• Problem requirements:
Lines in the data below that contain the word "sent" are to be copied.

[Stored data]
○ ○ ○ ○

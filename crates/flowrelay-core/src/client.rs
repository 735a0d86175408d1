//! Upstream Client: one method per upstream workflow/execution operation.
//!
//! Every method issues exactly one HTTP call under `{base_url}{api_prefix}`
//! with the static API key header attached, and hands back the upstream
//! JSON body untouched. Ids are always sent as a single percent-encoded
//! path segment.

use std::sync::Arc;

use reqwest::header::{HeaderMap, HeaderName, HeaderValue};
use reqwest::{Method, RequestBuilder, Url};
use serde_json::value::RawValue;
use serde_json::Value;

use crate::config::UpstreamConfig;
use crate::error::ProxyError;
use crate::models::{ExecutionFilter, ToggleRequest};

/// Upstream response body, kept as the exact JSON text the upstream sent.
pub type UpstreamBody = Box<RawValue>;

/// Typed client for the upstream workflow-automation REST API.
///
/// Cheap to clone: the connection pool and configuration are shared.
#[derive(Clone)]
pub struct UpstreamClient {
    http: reqwest::Client,
    base: Url,
    config: Arc<UpstreamConfig>,
}

impl UpstreamClient {
    pub fn new(config: UpstreamConfig) -> Result<Self, ProxyError> {
        config.validate()?;

        let mut base = Url::parse(&config.url_for("")).map_err(|e| {
            ProxyError::Config(format!("invalid upstream URL '{}': {}", config.url_for(""), e))
        })?;
        if base.cannot_be_a_base() {
            return Err(ProxyError::Config(format!(
                "upstream URL '{}' cannot carry a path",
                base
            )));
        }
        base.set_query(None);
        base.set_fragment(None);

        let header_name = HeaderName::from_bytes(config.api_key_header.as_bytes()).map_err(|e| {
            ProxyError::Config(format!(
                "invalid API key header name '{}': {}",
                config.api_key_header, e
            ))
        })?;
        let mut header_value = HeaderValue::from_str(&config.api_key)
            .map_err(|e| ProxyError::Config(format!("invalid API key value: {}", e)))?;
        header_value.set_sensitive(true);

        let mut headers = HeaderMap::new();
        headers.insert(header_name, header_value);
        headers.insert(
            reqwest::header::ACCEPT,
            HeaderValue::from_static("application/json"),
        );

        let http = reqwest::Client::builder()
            .default_headers(headers)
            .build()
            .map_err(|e| ProxyError::Config(format!("failed to build HTTP client: {}", e)))?;

        Ok(Self {
            http,
            base,
            config: Arc::new(config),
        })
    }

    pub fn config(&self) -> &UpstreamConfig {
        &self.config
    }

    // ─── Workflows ──────────────────────────────────────────────────────────

    /// GET /workflows
    pub async fn list_workflows(&self) -> Result<UpstreamBody, ProxyError> {
        self.send(self.request(Method::GET, &["workflows"])).await
    }

    /// GET /workflows/{id}
    pub async fn get_workflow(&self, id: &str) -> Result<UpstreamBody, ProxyError> {
        let id = require_id("workflow", id)?;
        self.send(self.request(Method::GET, &["workflows", id])).await
    }

    /// POST /workflows: the definition is forwarded without local validation.
    pub async fn create_workflow(&self, workflow: &Value) -> Result<UpstreamBody, ProxyError> {
        self.send(self.request(Method::POST, &["workflows"]).json(workflow))
            .await
    }

    /// PUT /workflows/{id}
    pub async fn update_workflow(
        &self,
        id: &str,
        workflow: &Value,
    ) -> Result<UpstreamBody, ProxyError> {
        let id = require_id("workflow", id)?;
        self.send(self.request(Method::PUT, &["workflows", id]).json(workflow))
            .await
    }

    /// PATCH /workflows/{id} with `{ "active": bool }`
    pub async fn toggle_workflow(&self, id: &str, active: bool) -> Result<UpstreamBody, ProxyError> {
        let id = require_id("workflow", id)?;
        self.send(
            self.request(Method::PATCH, &["workflows", id])
                .json(&ToggleRequest { active }),
        )
        .await
    }

    /// POST /workflows/{id}/execute: `input`, when given, is the request body.
    pub async fn execute_workflow(
        &self,
        id: &str,
        input: Option<&Value>,
    ) -> Result<UpstreamBody, ProxyError> {
        let id = require_id("workflow", id)?;
        let mut request = self.request(Method::POST, &["workflows", id, "execute"]);
        if let Some(input) = input {
            request = request.json(input);
        }
        self.send(request).await
    }

    /// DELETE /workflows/{id}
    pub async fn delete_workflow(&self, id: &str) -> Result<UpstreamBody, ProxyError> {
        let id = require_id("workflow", id)?;
        self.send(self.request(Method::DELETE, &["workflows", id])).await
    }

    // ─── Executions ─────────────────────────────────────────────────────────

    /// GET /executions/{id}
    pub async fn get_execution(&self, id: &str) -> Result<UpstreamBody, ProxyError> {
        let id = require_id("execution", id)?;
        self.send(self.request(Method::GET, &["executions", id])).await
    }

    /// GET /executions, with the filter as query parameters when any are set.
    pub async fn list_executions(
        &self,
        filter: &ExecutionFilter,
    ) -> Result<UpstreamBody, ProxyError> {
        let mut request = self.request(Method::GET, &["executions"]);
        if !filter.is_empty() {
            request = request.query(filter);
        }
        self.send(request).await
    }

    // ─── Transport ──────────────────────────────────────────────────────────

    /// Upstream URL for `segments`, each appended as one encoded path segment.
    fn endpoint(&self, segments: &[&str]) -> Url {
        let mut url = self.base.clone();
        // `base` was checked in `new`, so it always has path segments.
        if let Ok(mut path) = url.path_segments_mut() {
            path.pop_if_empty().extend(segments);
        }
        url
    }

    fn request(&self, method: Method, segments: &[&str]) -> RequestBuilder {
        let url = self.endpoint(segments);
        tracing::debug!("Upstream {} {}", method, url);
        self.http.request(method, url)
    }

    async fn send(&self, request: RequestBuilder) -> Result<UpstreamBody, ProxyError> {
        let response = request.send().await.map_err(|e| {
            tracing::warn!("Upstream request failed: {}", e);
            ProxyError::transport(e)
        })?;

        let status = response.status();
        let url = response.url().to_string();
        let body = response.bytes().await.map_err(|e| {
            tracing::warn!("Failed to read upstream response from {}: {}", url, e);
            ProxyError::transport(e)
        })?;

        if !status.is_success() {
            tracing::warn!("Upstream {} returned {}", url, status);
            return Err(ProxyError::from_status(status.as_u16(), &body));
        }

        parse_body(status.as_u16(), &body)
    }
}

/// Turn a 2xx body into raw JSON. An empty body relays as `null`.
fn parse_body(status: u16, body: &[u8]) -> Result<UpstreamBody, ProxyError> {
    let text = if body.iter().all(u8::is_ascii_whitespace) {
        "null".to_string()
    } else {
        String::from_utf8(body.to_vec()).map_err(|e| ProxyError::Upstream {
            status: Some(status),
            message: format!("Upstream returned a body that is not UTF-8: {}", e),
            details: None,
        })?
    };

    RawValue::from_string(text).map_err(|e| ProxyError::Upstream {
        status: Some(status),
        message: format!("Upstream returned a non-JSON body: {}", e),
        details: Some(Value::String(String::from_utf8_lossy(body).into_owned())),
    })
}

/// Ids travel as one path segment. `.` and `..` cannot: URL parsers
/// collapse them, so they are refused instead of rewritten.
fn require_id<'a>(kind: &str, id: &'a str) -> Result<&'a str, ProxyError> {
    if id.is_empty() {
        return Err(ProxyError::BadRequest(format!("{} id must not be empty", kind)));
    }
    if id == "." || id == ".." {
        return Err(ProxyError::BadRequest(format!(
            "{} id '{}' cannot be used as a path segment",
            kind, id
        )));
    }
    Ok(id)
}
//! `flowrelay workflow`: Workflow commands against the upstream API.

use std::path::Path;

use flowrelay_core::UpstreamClient;

use super::{print_body, upstream_error};

pub async fn list(client: &UpstreamClient) -> Result<(), String> {
    let body = client.list_workflows().await.map_err(upstream_error)?;
    print_body(&body);
    Ok(())
}

pub async fn get(client: &UpstreamClient, id: &str) -> Result<(), String> {
    let body = client.get_workflow(id).await.map_err(upstream_error)?;
    print_body(&body);
    Ok(())
}

pub async fn create(client: &UpstreamClient, file: &Path) -> Result<(), String> {
    let definition = read_json_file(file)?;
    let body = client
        .create_workflow(&definition)
        .await
        .map_err(upstream_error)?;
    print_body(&body);
    Ok(())
}

pub async fn update(client: &UpstreamClient, id: &str, file: &Path) -> Result<(), String> {
    let definition = read_json_file(file)?;
    let body = client
        .update_workflow(id, &definition)
        .await
        .map_err(upstream_error)?;
    print_body(&body);
    Ok(())
}

/// Backs both `workflow activate` and `workflow deactivate`.
pub async fn set_active(client: &UpstreamClient, id: &str, active: bool) -> Result<(), String> {
    let body = client
        .toggle_workflow(id, active)
        .await
        .map_err(upstream_error)?;
    print_body(&body);
    Ok(())
}

pub async fn execute(client: &UpstreamClient, id: &str, input: Option<&str>) -> Result<(), String> {
    let input = input
        .map(|raw| {
            serde_json::from_str::<serde_json::Value>(raw)
                .map_err(|e| format!("Invalid --input JSON: {}", e))
        })
        .transpose()?;

    let body = client
        .execute_workflow(id, input.as_ref())
        .await
        .map_err(upstream_error)?;
    print_body(&body);
    Ok(())
}

pub async fn delete(client: &UpstreamClient, id: &str) -> Result<(), String> {
    let body = client.delete_workflow(id).await.map_err(upstream_error)?;
    print_body(&body);
    Ok(())
}

/// Read a workflow definition from a JSON file.
pub fn read_json_file(path: &Path) -> Result<serde_json::Value, String> {
    let content = std::fs::read_to_string(path)
        .map_err(|e| format!("Failed to read '{}': {}", path.display(), e))?;
    serde_json::from_str(&content)
        .map_err(|e| format!("Failed to parse '{}' as JSON: {}", path.display(), e))
}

○ ○ ○ ○

• Result below:
//! JSON body untouched. Ids are always sent as a single percent-encoded
/// Upstream response body, kept as the exact JSON text the upstream sent.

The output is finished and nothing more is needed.